Artist: MolemenTitle: Killing FieldsRating: 4 StarsReviewed by: Michael P###### Chicago Hip-Hop is in the middle of everything, and that means sedimentary influence: New York boom-bap, L.A. swagger, Southern drawl; it’s all around, all for the taking. It reached a new high in 2005, with Common (Be) and Kanye West (Late Registration) putting out groundbreaking albums […]

Artist: MolemenTitle: Killing FieldsRating: 4 StarsReviewed by: Michael P######

Chicago Hip-Hop is in the middle of everything, and that means sedimentary influence: New York boom-bap, L.A. swagger, Southern drawl; it’s all around, all for the taking. It reached a new high in 2005, with Common (Be) and Kanye West (Late Registration) putting out groundbreaking albums that soaked up free-thought collaboration while shaking off the stale conventions that typically come with it. It was damn-near revolutionary: records with John Mayer and Jon Brion, respectively, that didn’t sound forced or duped, and people totally got it. Suddenly, Chicago Hip-Hop made sense.

Molemen are a Hip-Hop production group embedded in the Windy City’s underground. They make sense, too, but it’s because they don’t pull any punches. You see it coming, and yet, you don’t move out of the way. What they do is so straightforward, so genuine, that the temptation to describe it in complex terms-to overcompensate where they’ve left voids-is painfully strong, especially when they just keep at it, entirely without compromise. Killing Fields (Molemen) is the latest example of the group’s no-frills beat game, where members Panik, Memo and PNS invite neighbors (Rhymefest, Juice) and out-of-town guests (Kool G. Rap, Saigon) to a place of neutrality for a bunch of one-offs and Fat Tape cuts, all for the hell of it, just to say they did so.

Molemen have a sound, but its a sound that bends and wraps around the instincts of its hosts. The course is defined less by pre-determined samples than by improvised execution. It is why Mass Hysteria and G. Rap can rap over a track (“Full Metal Jacket”; dig the “lock and load” move line at the beginning) that sounds exactly like D-Block’s “2 Gunz Up” and not blink twice. It explains how Juice can breathe new life into a dirty blues thing (Panik’s specialty) that hasn’t gotten love since Compton’s Most Wanted’s Music to Driveby, or how Slug and Murs can pull a 180 by rocking cowbells over PNS’s “My Alien Girlfriend.”

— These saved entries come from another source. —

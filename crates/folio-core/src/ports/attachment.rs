//! Attachment store port - abstraction over the external blob service.

use async_trait::async_trait;

/// Media types accepted for post images.
pub const ALLOWED_IMAGE_TYPES: &[&str] = &["image/jpeg", "image/jpg", "image/png", "image/webp"];

/// A binary upload as received from the caller.
#[derive(Debug, Clone)]
pub struct Attachment {
    pub file_name: String,
    pub content_type: String,
    pub bytes: Vec<u8>,
}

impl Attachment {
    pub fn new(
        file_name: impl Into<String>,
        content_type: impl Into<String>,
        bytes: Vec<u8>,
    ) -> Self {
        Self {
            file_name: file_name.into(),
            content_type: content_type.into(),
            bytes,
        }
    }

    /// Whether the declared media type is an allowed image type.
    pub fn is_allowed_image(&self) -> bool {
        let essence = self
            .content_type
            .split(';')
            .next()
            .unwrap_or_default()
            .trim()
            .to_ascii_lowercase();
        ALLOWED_IMAGE_TYPES.contains(&essence.as_str())
    }

    /// File extension to use for the stored blob.
    pub fn extension(&self) -> &str {
        self.file_name
            .rsplit_once('.')
            .map(|(_, ext)| ext)
            .filter(|ext| !ext.is_empty())
            .unwrap_or("bin")
    }
}

/// Result of a successful upload.
#[derive(Debug, Clone, PartialEq, Eq)]
pub struct StoredAttachment {
    /// Durable public URL of the blob.
    pub url: String,
}

/// Attachment store trait - uploads blobs and deletes them by key.
#[async_trait]
pub trait AttachmentStore: Send + Sync {
    /// Upload a blob and return its durable URL.
    async fn upload(&self, attachment: &Attachment) -> Result<StoredAttachment, AttachmentError>;

    /// Delete a blob by the key derived with [`storage_key_from_url`].
    async fn delete(&self, key: &str) -> Result<(), AttachmentError>;
}

/// Attachment store errors.
#[derive(Debug, thiserror::Error)]
pub enum AttachmentError {
    #[error("Upload failed: {0}")]
    Upload(String),

    #[error("Delete failed: {0}")]
    Delete(String),

    #[error("Store misconfigured: {0}")]
    Configuration(String),
}

/// Derive the store key from a blob URL: the last two path segments, i.e. the
/// folder and the file name without its extension.
///
/// `https://res.cloudinary.com/demo/image/upload/v17/posts/abc.png` yields
/// `posts/abc`. Returns `None` when the path has fewer than two segments.
pub fn storage_key_from_url(url: &str) -> Option<String> {
    let without_fragment = url.split('#').next().unwrap_or_default();
    let without_query = without_fragment.split('?').next().unwrap_or_default();
    let path = match without_query.split_once("://") {
        Some((_, rest)) => rest.split_once('/').map(|(_, path)| path).unwrap_or(""),
        None => without_query,
    };

    let mut segments = path.split('/').filter(|s| !s.is_empty()).rev();
    let file_name = segments.next()?;
    let folder = segments.next()?;

    let stem = file_name
        .rsplit_once('.')
        .map(|(stem, _)| stem)
        .unwrap_or(file_name);
    if stem.is_empty() {
        return None;
    }

    Some(format!("{folder}/{stem}"))
}

#[cfg(test)]
mod tests {
    use super::*;

    #[test]
    fn test_key_from_cloudinary_url() {
        let url = "https://res.cloudinary.com/demo/image/upload/v1712/posts/abc123.jpg";
        assert_eq!(storage_key_from_url(url).as_deref(), Some("posts/abc123"));
    }

    #[test]
    fn test_key_ignores_query_and_fragment() {
        let url = "https://cdn.example.com/blogs/cover.final.webp?w=300#top";
        assert_eq!(storage_key_from_url(url).as_deref(), Some("blogs/cover.final"));
    }

    #[test]
    fn test_key_requires_two_segments() {
        assert_eq!(storage_key_from_url("https://cdn.example.com/cover.png"), None);
        assert_eq!(storage_key_from_url("https://cdn.example.com/"), None);
        assert_eq!(storage_key_from_url("posts/.png"), None);
    }

    #[test]
    fn test_key_without_extension() {
        assert_eq!(
            storage_key_from_url("memory://attachments/posts/42").as_deref(),
            Some("posts/42")
        );
    }

    #[test]
    fn test_allowed_image_types() {
        let png = Attachment::new("a.png", "image/png", vec![1]);
        let jpeg = Attachment::new("a.jpg", "IMAGE/JPEG; charset=binary", vec![1]);
        let gif = Attachment::new("a.gif", "image/gif", vec![1]);
        assert!(png.is_allowed_image());
        assert!(jpeg.is_allowed_image());
        assert!(!gif.is_allowed_image());
        assert_eq!(gif.extension(), "gif");
        assert_eq!(Attachment::new("noext", "image/png", vec![]).extension(), "bin");
    }
}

It is the unexpected makes Killing Fields so special, that debunks the myths about boom-bap and swagger and drawl and how unavoidable appropriation is. But the haymakers are still the highlights, those bombs you see coming. Rhymefest absolutely murders Memo’s smooth “Provin’em Wrong,” flowing breathlessly while sneaking in jabs; Brother Ali does just as much, if not more, on “Life Sentence.” Likewise, Saigon pushes back on “2 Hour Banger,” matching the beat’s instability with his own chaotic cadence.

Nothing comes close, however, to what Vakill does on “V,” the crater he leaves in this thing. More than anything else here, it pits intensity against intensity, like watching two superheroes shoot fireballs at each other in mid-air while a city writhing in flames watches on below, waiting. You can’t tell who will win, but know this: Chicago Hip-Hop makes sense again.